→ EXERCISE DESCRIPTION
Two lines in the data below mark the range: the one with "pub fn state_queries(&self)" and the one with "fn unreachable() ->". Return both, along with every line between them, exactly.

*** AVAILABLE DATA

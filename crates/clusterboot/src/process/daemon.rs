//! Ownership of the supervision daemon child process.

use std::env;
use std::io;
use std::path::PathBuf;
use std::process::{Child, Command, ExitStatus, Stdio};

use nix::sys::signal::{Signal, kill};
use nix::unistd::Pid;
use tracing::{info, warn};

use clusterboot_config::Config;

use super::PROCESS_TARGET;
use super::errors::{ControllerError, SpawnError};

/// Environment variable carrying arguments for supervised children.
pub const CHILD_ARGUMENTS_ENV: &str = "CMAN_ARGS";

/// Exit status of the supervisor child.
#[derive(Debug, Clone, Copy, PartialEq, Eq)]
pub struct DaemonExit {
    code: Option<i32>,
}

impl DaemonExit {
    /// Builds an exit record. `None` means the child was ended by a signal.
    #[must_use]
    pub const fn new(code: Option<i32>) -> Self {
        Self { code }
    }

    /// Exit code, or `None` when the child was ended by a signal.
    #[must_use]
    pub const fn code(self) -> Option<i32> {
        self.code
    }
}

impl From<ExitStatus> for DaemonExit {
    fn from(status: ExitStatus) -> Self {
        Self::new(status.code())
    }
}

/// A spawned supervisor process.
pub trait DaemonProcess {
    /// Operating system process id.
    fn id(&self) -> u32;

    /// Blocks until the process exits.
    fn wait(&mut self) -> io::Result<DaemonExit>;

    /// Asks the process to terminate without waiting for it.
    fn terminate(&mut self) -> io::Result<()>;
}

/// Starts the supervisor.
pub trait SupervisorLauncher {
    /// Handle type for the spawned process.
    type Process: DaemonProcess;

    /// Spawns the supervisor child.
    fn launch(&self) -> Result<Self::Process, SpawnError>;
}

/// Launches the configured supervisor executable with `-c <config>`.
#[derive(Debug, Clone, PartialEq, Eq)]
pub struct SystemLauncher {
    binary: String,
    config: PathBuf,
    child_arguments: String,
}

impl SystemLauncher {
    /// Builds a launcher, merging configured paths into the inherited
    /// `CMAN_ARGS` value.
    #[must_use]
    pub fn from_config(config: &Config) -> Self {
        let inherited = env::var(CHILD_ARGUMENTS_ENV).unwrap_or_default();
        Self::new(
            config.supervisor_binary.clone(),
            config.supervisor_config().to_path_buf(),
            config.child_arguments(&inherited),
        )
    }

    /// Builds a launcher from explicit parts.
    #[must_use]
    pub fn new(binary: String, config: PathBuf, child_arguments: String) -> Self {
        Self {
            binary,
            config,
            child_arguments,
        }
    }
}

impl SupervisorLauncher for SystemLauncher {
    type Process = SystemDaemon;

    fn launch(&self) -> Result<SystemDaemon, SpawnError> {
        let mut command = Command::new(&self.binary);
        command
            .arg("-c")
            .arg(&self.config)
            .env(CHILD_ARGUMENTS_ENV, &self.child_arguments)
            .stdin(Stdio::null())
            .stdout(Stdio::inherit())
            .stderr(Stdio::inherit());
        let child = command.spawn().map_err(|source| SpawnError {
            binary: self.binary.clone(),
            source,
        })?;
        info!(
            target: PROCESS_TARGET,
            binary = %self.binary,
            config = %self.config.display(),
            pid = child.id(),
            "supervisor spawned"
        );
        Ok(SystemDaemon { child })
    }
}

/// Supervisor child started by [`SystemLauncher`].
#[derive(Debug)]
pub struct SystemDaemon {
    child: Child,
}

impl DaemonProcess for SystemDaemon {
    fn id(&self) -> u32 {
        self.child.id()
    }

    fn wait(&mut self) -> io::Result<DaemonExit> {
        self.child.wait().map(DaemonExit::from)
    }

    fn terminate(&mut self) -> io::Result<()> {
        let pid = i32::try_from(self.child.id()).map_err(io::Error::other)?;
        kill(Pid::from_raw(pid), Signal::SIGTERM).map_err(io::Error::from)
    }
}

/// Owns the supervisor child and guarantees it is reaped.
///
/// Dropping a guard that has not been through [`SupervisorGuard::wait`]
/// blocks until the child exits.
#[derive(Debug)]
pub struct SupervisorGuard<P: DaemonProcess> {
    process: P,
    pid: u32,
    reaped: bool,
}

impl<P: DaemonProcess> SupervisorGuard<P> {
    /// Takes ownership of a spawned child.
    #[must_use]
    pub fn new(process: P) -> Self {
        let pid = process.id();
        Self {
            process,
            pid,
            reaped: false,
        }
    }

    /// Sends SIGTERM; failures are logged because the wait still follows.
    pub fn terminate(&mut self) {
        match self.process.terminate() {
            Ok(()) => info!(
                target: PROCESS_TARGET,
                pid = self.pid,
                "sent SIGTERM to supervisor"
            ),
            Err(error) => warn!(
                target: PROCESS_TARGET,
                pid = self.pid,
                error = %error,
                "failed to signal supervisor"
            ),
        }
    }

    /// Blocks until the child exits.
    pub fn wait(&mut self) -> Result<DaemonExit, ControllerError> {
        self.reaped = true;
        let exit = self
            .process
            .wait()
            .map_err(|source| ControllerError::Reap {
                pid: self.pid,
                source,
            })?;
        info!(
            target: PROCESS_TARGET,
            pid = self.pid,
            code = ?exit.code(),
            "supervisor reaped"
        );
        Ok(exit)
    }
}

impl<P: DaemonProcess> Drop for SupervisorGuard<P> {
    fn drop(&mut self) {
        if self.reaped {
            return;
        }
        if let Err(error) = self.wait() {
            warn!(
                target: PROCESS_TARGET,
                error = %error,
                "failed to reap supervisor on drop"
            );
        }
    }
}
//! Scripted stand-in for the supervision daemon's RPC interface.

use std::collections::{HashMap, VecDeque};
use std::io;
use std::sync::{Arc, Mutex, MutexGuard};

use crate::supervisor::{ProcessState, SupervisorClient, SupervisorError};

/// One recorded client call.
#[derive(Debug, Clone, PartialEq, Eq)]
pub enum Call {
    Ping,
    ProcessState(String),
    StartGroup(String),
    StartProcess(String),
    Shutdown,
}

#[derive(Debug, Clone, Copy)]
enum Reply {
    State(ProcessState),
    Unreachable,
    Fault(i64),
}

type PollHook = Box<dyn FnMut(&str) + Send>;

#[derive(Default)]
struct Script {
    replies: HashMap<String, VecDeque<Reply>>,
    ping_failures: Option<usize>,
    failing_shutdown: bool,
    calls: Vec<Call>,
    on_poll: Option<PollHook>,
}

/// Answers state queries from per-process reply queues.
///
/// Each process name has a queue; replies are consumed in order and the last
/// one repeats forever. Unscripted names answer with a `BAD_NAME` fault.
/// Clones share the same script and call log.
#[derive(Clone, Default)]
pub struct ScriptedSupervisor {
    script: Arc<Mutex<Script>>,
}

impl ScriptedSupervisor {
    pub fn new() -> Self {
        Self::default()
    }

    pub fn with_states(self, name: &str, states: impl IntoIterator<Item = ProcessState>) -> Self {
        self.script_states(name, states);
        self
    }

    pub fn with_connectivity_failures(self, name: &str, failures: usize) -> Self {
        self.push(name, std::iter::repeat_n(Reply::Unreachable, failures));
        self
    }

    pub fn with_fault(self, name: &str, code: i64) -> Self {
        self.push(name, [Reply::Fault(code)]);
        self
    }

    pub fn on_poll(self, hook: impl FnMut(&str) + Send + 'static) -> Self {
        self.script_on_poll(hook);
        self
    }

    /// Appends states to the reply queue for `name`.
    pub fn script_states(&self, name: &str, states: impl IntoIterator<Item = ProcessState>) {
        self.push(name, states.into_iter().map(Reply::State));
    }

    /// Runs `hook` after every state query, with the queried name.
    pub fn script_on_poll(&self, hook: impl FnMut(&str) + Send + 'static) {
        self.lock().on_poll = Some(Box::new(hook));
    }

    /// Makes `ping` fail with a connectivity error `failures` times.
    pub fn script_ping_failures(&self, failures: usize) {
        self.lock().ping_failures = Some(failures);
    }

    /// Makes `ping` fail with a connectivity error forever.
    pub fn script_unreachable(&self) {
        self.lock().ping_failures = Some(usize::MAX);
    }

    /// Makes `shutdown` fail with a connectivity error.
    pub fn script_failing_shutdown(&self) {
        self.lock().failing_shutdown = true;
    }

    pub fn calls(&self) -> Vec<Call> {
        self.lock().calls.clone()
    }

    pub fn state_queries(&self) -> usize {
        self.count(|call| matches!(call, Call::ProcessState(_)))
    }

    pub fn shutdown_calls(&self) -> usize {
        self.count(|call| matches!(call, Call::Shutdown))
    }

    pub fn count(&self, predicate: impl Fn(&Call) -> bool) -> usize {
        self.lock().calls.iter().filter(|call| predicate(call)).count()
    }

    /// Index of the first recorded call equal to `call`.
    pub fn first(&self, call: &Call) -> Option<usize> {
        self.lock().calls.iter().position(|recorded| recorded == call)
    }

    /// Index of the last recorded call matching `predicate`.
    pub fn last_matching(&self, predicate: impl Fn(&Call) -> bool) -> Option<usize> {
        self.lock().calls.iter().rposition(predicate)
    }

    fn push(&self, name: &str, replies: impl IntoIterator<Item = Reply>) {
        self.lock()
            .replies
            .entry(name.to_owned())
            .or_default()
            .extend(replies);
    }

    fn lock(&self) -> MutexGuard<'_, Script> {
        self.script
            .lock()
            .unwrap_or_else(std::sync::PoisonError::into_inner)
    }

    fn record(&self, call: Call) {
        self.lock().calls.push(call);
    }
}

fn unreachable() -> SupervisorError {
    SupervisorError::Connectivity {
        endpoint: "scripted".to_owned(),
        source: io::Error::new(io::ErrorKind::ConnectionRefused, "connection refused"),
    }
}

fn fault(method: &'static str, code: i64, name: &str) -> SupervisorError {
    SupervisorError::Fault {
        method,
        code,
        message: format!("BAD_NAME: {name}"),
    }
}

impl SupervisorClient for ScriptedSupervisor {
    fn ping(&self) -> Result<(), SupervisorError> {
        self.record(Call::Ping);
        let mut script = self.lock();
        match script.ping_failures.as_mut() {
            Some(remaining) if *remaining > 0 => {
                *remaining = remaining.saturating_sub(1);
                Err(unreachable())
            }
            _ => Ok(()),
        }
    }

    fn process_state(&self, name: &str) -> Result<ProcessState, SupervisorError> {
        self.record(Call::ProcessState(name.to_owned()));
        let reply = {
            let mut script = self.lock();
            match script.replies.get_mut(name) {
                Some(queue) if queue.len() > 1 => queue.pop_front(),
                Some(queue) => queue.front().copied(),
                None => None,
            }
        };
        let hook = self.lock().on_poll.take();
        if let Some(mut hook) = hook {
            hook(name);
            let mut script = self.lock();
            if script.on_poll.is_none() {
                script.on_poll = Some(hook);
            }
        }
        match reply {
            Some(Reply::State(state)) => Ok(state),
            Some(Reply::Unreachable) => Err(unreachable()),
            Some(Reply::Fault(code)) => Err(fault("supervisor.getProcessInfo", code, name)),
            None => Err(fault("supervisor.getProcessInfo", 10, name)),
        }
    }

    fn start_group(&self, group: &str) -> Result<(), SupervisorError> {
        self.record(Call::StartGroup(group.to_owned()));
        Ok(())
    }

    fn start_process(&self, name: &str) -> Result<(), SupervisorError> {
        self.record(Call::StartProcess(name.to_owned()));
        Ok(())
    }

    fn shutdown(&self) -> Result<(), SupervisorError> {
        self.record(Call::Shutdown);
        if self.lock().failing_shutdown {
            Err(unreachable())
        } else {
            Ok(())
        }
    }
}
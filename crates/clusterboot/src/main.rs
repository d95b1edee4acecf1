//! Entry point for the `clusterboot` controller binary.

use std::io::{self, Write};
use std::process::ExitCode;

fn main() -> ExitCode {
    match clusterboot::run_controller() {
        Ok(_) => ExitCode::SUCCESS,
        Err(error) => {
            // Telemetry may not be up yet when configuration fails.
            let mut stderr = io::stderr().lock();
            drop(writeln!(stderr, "clusterboot: {error}"));
            ExitCode::FAILURE
        }
    }
}
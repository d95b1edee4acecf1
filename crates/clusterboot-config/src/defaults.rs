//! Default values applied when neither a file, the environment nor the
//! command line sets a field.

use std::num::NonZeroU32;
use std::path::PathBuf;

use crate::logging::LogFormat;

/// Host of a supervisor started with the bundled configuration.
pub const DEFAULT_SUPERVISOR_HOST: &str = "localhost";

/// Port of the supervisor's inet HTTP server.
pub const DEFAULT_SUPERVISOR_PORT: u16 = 9001;

/// Path the supervisor serves XML-RPC on.
pub const DEFAULT_SUPERVISOR_PATH: &str = "/RPC2";

/// Textual form of the default endpoint.
pub const DEFAULT_SUPERVISOR_ENDPOINT: &str = "http://localhost:9001/RPC2";

/// Supervisor executable resolved through `PATH`.
pub const DEFAULT_SUPERVISOR_BINARY: &str = "supervisord";

/// Declarative supervisor configuration shipped with the signal stack.
pub const DEFAULT_SUPERVISOR_CONFIG: &str = "clusterman/supervisord/supervisord.conf";

/// Group that prepares signal artefacts and exits.
pub const DEFAULT_FETCH_GROUP: &str = "fetch_signals";

/// Group of long-lived signal processes.
pub const DEFAULT_RUN_GROUP: &str = "run_signals";

/// Main process driven to completion once the signals are up.
pub const DEFAULT_MAIN_PROCESS: &str = "autoscaler";

/// Default log filter expression used by the binary.
pub const DEFAULT_LOG_FILTER: &str = "info";

/// Pause between stage polls.
pub const DEFAULT_POLL_INTERVAL_MS: u64 = 1_000;
/// Pause between main process polls.
pub const DEFAULT_MAIN_POLL_INTERVAL_MS: u64 = 5_000;
/// Pause after a call that could not reach the supervisor.
pub const DEFAULT_CONNECTIVITY_BACKOFF_MS: u64 = 1_000;
/// Pause between spawning the supervisor and the first ping.
pub const DEFAULT_STARTUP_GRACE_MS: u64 = 1_000;
/// Bound on waiting for the supervisor to answer its first call.
pub const DEFAULT_BOOTSTRAP_TIMEOUT_MS: u64 = 30_000;
/// Per-request transport timeout.
pub const DEFAULT_REQUEST_TIMEOUT_MS: u64 = 10_000;

/// Owned log filter value used where allocation is required (e.g. serde).
#[must_use]
pub fn default_log_filter() -> String {
    DEFAULT_LOG_FILTER.to_owned()
}

/// Default logging format for the binary.
#[must_use]
pub const fn default_log_format() -> LogFormat {
    LogFormat::Json
}

/// Owned form of [`DEFAULT_SUPERVISOR_BINARY`].
#[must_use]
pub fn default_supervisor_binary() -> String {
    DEFAULT_SUPERVISOR_BINARY.to_owned()
}

/// Owned form of [`DEFAULT_SUPERVISOR_CONFIG`].
#[must_use]
pub fn default_supervisor_config() -> PathBuf {
    PathBuf::from(DEFAULT_SUPERVISOR_CONFIG)
}

/// Owned form of [`DEFAULT_FETCH_GROUP`].
#[must_use]
pub fn default_fetch_group() -> String {
    DEFAULT_FETCH_GROUP.to_owned()
}

/// Owned form of [`DEFAULT_RUN_GROUP`].
#[must_use]
pub fn default_run_group() -> String {
    DEFAULT_RUN_GROUP.to_owned()
}

/// Owned form of [`DEFAULT_MAIN_PROCESS`].
#[must_use]
pub fn default_main_process() -> String {
    DEFAULT_MAIN_PROCESS.to_owned()
}

/// Single instance per group unless the signal environment says otherwise.
#[must_use]
pub const fn default_process_count() -> NonZeroU32 {
    NonZeroU32::MIN
}
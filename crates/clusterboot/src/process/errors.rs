//! Error surface for launching and supervising the controller run.

use std::io;
use std::sync::Arc;

use ortho_config::OrthoError;
use thiserror::Error;

use crate::stage::StageError;
use crate::supervisor::SupervisorError;
use crate::telemetry::TelemetryError;

use super::signals::SignalError;
use super::watcher::WatchError;

/// The supervisor executable could not be started.
#[derive(Debug, Error)]
#[error("failed to spawn supervisor '{binary}': {source}")]
pub struct SpawnError {
    /// Executable that was launched.
    pub binary: String,
    /// Underlying IO error.
    #[source]
    pub source: io::Error,
}

/// Structural failures of a controller run.
///
/// Every variant is returned only after the supervisor child, if one was
/// spawned, has been reaped.
#[derive(Debug, Error)]
pub enum ControllerError {
    /// Spawning the supervisor failed.
    #[error(transparent)]
    Spawn(#[from] SpawnError),
    /// The supervisor never answered within the bootstrap bound.
    #[error("supervisor unreachable after {timeout_ms} ms: {source}")]
    Unreachable {
        /// Configured bound.
        timeout_ms: u128,
        /// Last connectivity failure.
        #[source]
        source: SupervisorError,
    },
    /// The reachability ping was answered with an error.
    #[error("supervisor rejected the reachability ping: {source}")]
    PingRejected {
        /// Underlying client error.
        #[source]
        source: SupervisorError,
    },
    /// The startup sequence failed.
    #[error("startup failed: {source}")]
    Startup {
        /// Underlying stage error.
        #[source]
        source: StageError,
    },
    /// Monitoring the main process failed.
    #[error("failed to monitor {process}: {source}")]
    Monitor {
        /// Main process name.
        process: String,
        /// Underlying client error.
        #[source]
        source: SupervisorError,
    },
    /// Waiting for the supervisor child failed.
    #[error("failed to reap supervisor process {pid}: {source}")]
    Reap {
        /// Supervisor process id.
        pid: u32,
        /// Underlying IO error.
        #[source]
        source: io::Error,
    },
}

impl From<StageError> for ControllerError {
    fn from(source: StageError) -> Self {
        Self::Startup { source }
    }
}

/// Errors surfaced by the binary's entry point.
#[derive(Debug, Error)]
pub enum LaunchError {
    /// Configuration failed to load.
    #[error("failed to load configuration: {source}")]
    Config {
        /// Underlying loader error.
        #[source]
        source: Arc<OrthoError>,
    },
    /// Telemetry initialisation failed.
    #[error("failed to initialise telemetry: {source}")]
    Telemetry {
        /// Underlying telemetry error.
        #[source]
        source: TelemetryError,
    },
    /// Signal handlers could not be installed.
    #[error(transparent)]
    Signals(#[from] SignalError),
    /// The pool configuration could not be watched.
    #[error(transparent)]
    Watch(#[from] WatchError),
    /// The supervisor client could not be built.
    #[error("failed to prepare supervisor client: {source}")]
    Client {
        /// Underlying client error.
        #[source]
        source: SupervisorError,
    },
    /// The controller run failed.
    #[error(transparent)]
    Controller(#[from] ControllerError),
}

impl From<Arc<OrthoError>> for LaunchError {
    fn from(source: Arc<OrthoError>) -> Self {
        Self::Config { source }
    }
}

impl From<TelemetryError> for LaunchError {
    fn from(source: TelemetryError) -> Self {
        Self::Telemetry { source }
    }
}

impl From<SupervisorError> for LaunchError {
    fn from(source: SupervisorError) -> Self {
        Self::Client { source }
    }
}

******

→ SOLUTION TO THE PROBLEM
    pub fn state_queries(&self) -> usize {
        self.count(|call| matches!(call, Call::ProcessState(_)))
    }

    pub fn shutdown_calls(&self) -> usize {
        self.count(|call| matches!(call, Call::Shutdown))
    }

    pub fn count(&self, predicate: impl Fn(&Call) -> bool) -> usize {
        self.lock().calls.iter().filter(|call| predicate(call)).count()
    }

    /// Index of the first recorded call equal to `call`.
    pub fn first(&self, call: &Call) -> Option<usize> {
        self.lock().calls.iter().position(|recorded| recorded == call)
    }

    /// Index of the last recorded call matching `predicate`.
    pub fn last_matching(&self, predicate: impl Fn(&Call) -> bool) -> Option<usize> {
        self.lock().calls.iter().rposition(predicate)
    }

    fn push(&self, name: &str, replies: impl IntoIterator<Item = Reply>) {
        self.lock()
            .replies
            .entry(name.to_owned())
            .or_default()
            .extend(replies);
    }

    fn lock(&self) -> MutexGuard<'_, Script> {
        self.script
            .lock()
            .unwrap_or_else(std::sync::PoisonError::into_inner)
    }

    fn record(&self, call: Call) {
        self.lock().calls.push(call);
    }
}

fn unreachable() -> SupervisorError {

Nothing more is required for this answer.